→ **Entries provided**
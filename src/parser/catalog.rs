//! Channel catalog loading
//!
//! The logger keeps its tag names in a companion table whose records, in
//! order, give each tag's index. A plain text list with one name per line is
//! accepted as well.

use crate::error::{Result, TranscribeError};
use crate::parser::decoder::decode_padded_text;
use crate::parser::stream::open_table;
use crate::types::ChannelCatalog;
use crate::InputFormat;
use std::fs::File;
use std::io::{BufRead, BufReader};
use std::path::Path;
use tracing::info;

/// Field holding the tag name in the logger's tag table
pub const TAGNAME_FIELD: &str = "Tagname";

/// Load a catalog, choosing table or text parsing from the file extension
pub fn load_catalog(path: &Path) -> Result<ChannelCatalog> {
    let catalog = match InputFormat::from_path(path) {
        Some(InputFormat::Table) => load_catalog_table(path, TAGNAME_FIELD)?,
        _ => load_catalog_text(BufReader::new(File::open(path)?))?,
    };

    if catalog.is_empty() {
        return Err(TranscribeError::configuration(format!(
            "catalog {} lists no channels",
            path.display()
        )));
    }

    info!(path = %path.display(), channels = catalog.len(), "loaded channel catalog");
    Ok(catalog)
}

/// Read tag names from the `field` column of a tag table
pub fn load_catalog_table(path: &Path, field: &str) -> Result<ChannelCatalog> {
    let (_, records) = open_table(path, &[field])?;
    let mut names = Vec::new();
    for record in records {
        let record = record?;
        if let Some(bytes) = record.get(field) {
            names.push(decode_padded_text(bytes).trim().to_string());
        }
    }
    Ok(ChannelCatalog::new(names))
}

/// Read one tag name per line, ignoring blank lines
pub fn load_catalog_text<R: BufRead>(reader: R) -> Result<ChannelCatalog> {
    let mut names = Vec::new();
    for line in reader.lines() {
        let line = line?;
        let name = line.trim();
        if !name.is_empty() {
            names.push(name.to_string());
        }
    }
    Ok(ChannelCatalog::new(names))
}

→ **What is required**
Look through the entries above, and wherever a line holds the string "InputFormat", copy it.

→ **Answer section**
use crate::InputFormat;
    let catalog = match InputFormat::from_path(path) {
        Some(InputFormat::Table) => load_catalog_table(path, TAGNAME_FIELD)?,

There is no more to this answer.